### Provided records ###
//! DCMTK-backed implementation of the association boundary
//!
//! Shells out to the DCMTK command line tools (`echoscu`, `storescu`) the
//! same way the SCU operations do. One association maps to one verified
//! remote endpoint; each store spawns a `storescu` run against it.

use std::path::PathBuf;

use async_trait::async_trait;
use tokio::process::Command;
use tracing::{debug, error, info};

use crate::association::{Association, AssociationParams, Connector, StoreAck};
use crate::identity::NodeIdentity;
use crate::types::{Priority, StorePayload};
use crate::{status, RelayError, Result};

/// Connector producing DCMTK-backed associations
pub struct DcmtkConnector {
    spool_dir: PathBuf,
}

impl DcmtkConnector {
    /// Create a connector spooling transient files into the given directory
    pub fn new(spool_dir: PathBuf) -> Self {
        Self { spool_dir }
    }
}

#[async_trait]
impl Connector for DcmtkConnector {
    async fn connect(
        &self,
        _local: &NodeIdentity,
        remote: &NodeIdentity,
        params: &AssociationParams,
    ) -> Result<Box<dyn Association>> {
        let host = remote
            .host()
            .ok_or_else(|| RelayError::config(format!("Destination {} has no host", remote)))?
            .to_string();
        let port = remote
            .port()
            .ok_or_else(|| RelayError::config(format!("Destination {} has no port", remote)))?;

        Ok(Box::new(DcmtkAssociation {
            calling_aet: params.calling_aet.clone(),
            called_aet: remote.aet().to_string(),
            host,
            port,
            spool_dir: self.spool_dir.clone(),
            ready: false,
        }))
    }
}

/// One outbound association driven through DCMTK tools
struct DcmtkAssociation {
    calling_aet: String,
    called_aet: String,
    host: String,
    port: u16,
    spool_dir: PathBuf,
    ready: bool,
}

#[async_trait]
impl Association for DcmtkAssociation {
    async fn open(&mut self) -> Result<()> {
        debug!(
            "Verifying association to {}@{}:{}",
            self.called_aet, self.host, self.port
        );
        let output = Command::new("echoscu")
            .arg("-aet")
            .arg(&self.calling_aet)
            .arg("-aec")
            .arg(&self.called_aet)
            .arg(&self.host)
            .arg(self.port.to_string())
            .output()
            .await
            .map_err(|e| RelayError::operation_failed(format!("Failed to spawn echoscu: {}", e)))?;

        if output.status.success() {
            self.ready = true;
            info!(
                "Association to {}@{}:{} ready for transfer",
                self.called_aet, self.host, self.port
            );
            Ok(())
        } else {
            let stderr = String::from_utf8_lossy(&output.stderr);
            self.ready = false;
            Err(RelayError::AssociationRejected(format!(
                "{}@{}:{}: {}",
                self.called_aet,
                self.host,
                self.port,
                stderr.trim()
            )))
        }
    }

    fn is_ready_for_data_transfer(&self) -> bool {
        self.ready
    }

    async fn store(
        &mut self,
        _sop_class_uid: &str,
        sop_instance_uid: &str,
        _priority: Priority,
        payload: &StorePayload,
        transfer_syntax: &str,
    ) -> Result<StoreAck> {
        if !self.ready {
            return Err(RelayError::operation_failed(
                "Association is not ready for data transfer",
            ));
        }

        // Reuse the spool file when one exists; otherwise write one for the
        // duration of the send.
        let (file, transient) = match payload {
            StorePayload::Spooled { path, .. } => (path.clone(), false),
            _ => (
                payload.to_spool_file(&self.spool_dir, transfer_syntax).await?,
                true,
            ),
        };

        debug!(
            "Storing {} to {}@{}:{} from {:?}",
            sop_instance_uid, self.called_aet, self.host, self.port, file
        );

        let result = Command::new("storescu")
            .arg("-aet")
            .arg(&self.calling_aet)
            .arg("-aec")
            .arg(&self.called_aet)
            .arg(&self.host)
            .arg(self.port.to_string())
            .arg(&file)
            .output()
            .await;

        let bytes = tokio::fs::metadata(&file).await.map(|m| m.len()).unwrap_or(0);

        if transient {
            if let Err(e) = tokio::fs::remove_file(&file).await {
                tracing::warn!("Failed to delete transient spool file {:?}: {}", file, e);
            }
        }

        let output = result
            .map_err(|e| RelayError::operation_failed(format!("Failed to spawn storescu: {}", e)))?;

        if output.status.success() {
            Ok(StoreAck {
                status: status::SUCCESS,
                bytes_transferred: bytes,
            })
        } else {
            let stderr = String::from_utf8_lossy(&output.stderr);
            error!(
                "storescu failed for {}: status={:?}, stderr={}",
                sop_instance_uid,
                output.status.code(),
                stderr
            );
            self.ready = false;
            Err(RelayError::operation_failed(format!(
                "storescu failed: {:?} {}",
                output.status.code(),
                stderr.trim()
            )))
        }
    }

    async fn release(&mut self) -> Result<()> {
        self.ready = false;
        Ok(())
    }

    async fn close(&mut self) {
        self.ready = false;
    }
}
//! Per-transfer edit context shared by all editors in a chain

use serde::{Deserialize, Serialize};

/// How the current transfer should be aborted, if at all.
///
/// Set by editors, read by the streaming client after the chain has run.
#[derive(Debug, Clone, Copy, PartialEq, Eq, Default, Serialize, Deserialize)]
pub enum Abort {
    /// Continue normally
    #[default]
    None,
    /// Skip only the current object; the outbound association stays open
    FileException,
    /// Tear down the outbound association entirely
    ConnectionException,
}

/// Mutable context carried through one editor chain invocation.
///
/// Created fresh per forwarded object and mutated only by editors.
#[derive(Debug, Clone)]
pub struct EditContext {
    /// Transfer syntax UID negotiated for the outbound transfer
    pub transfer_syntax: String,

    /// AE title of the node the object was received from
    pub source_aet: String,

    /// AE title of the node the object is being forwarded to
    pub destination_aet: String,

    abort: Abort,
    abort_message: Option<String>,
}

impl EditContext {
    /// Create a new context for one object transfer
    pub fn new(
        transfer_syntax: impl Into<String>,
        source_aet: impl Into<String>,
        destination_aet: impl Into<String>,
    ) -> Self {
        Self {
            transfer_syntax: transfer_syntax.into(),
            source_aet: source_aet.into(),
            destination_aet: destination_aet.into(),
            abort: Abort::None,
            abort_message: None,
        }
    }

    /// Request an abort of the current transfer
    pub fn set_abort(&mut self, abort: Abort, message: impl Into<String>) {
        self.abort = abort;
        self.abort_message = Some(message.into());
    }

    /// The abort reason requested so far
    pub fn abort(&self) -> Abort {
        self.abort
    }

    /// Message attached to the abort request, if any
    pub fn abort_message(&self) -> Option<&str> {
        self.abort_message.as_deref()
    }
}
###
▶ [Exercise goal]
Tally the lines in the data that contain the string "None". Report only the total.

▶ [Written response]
3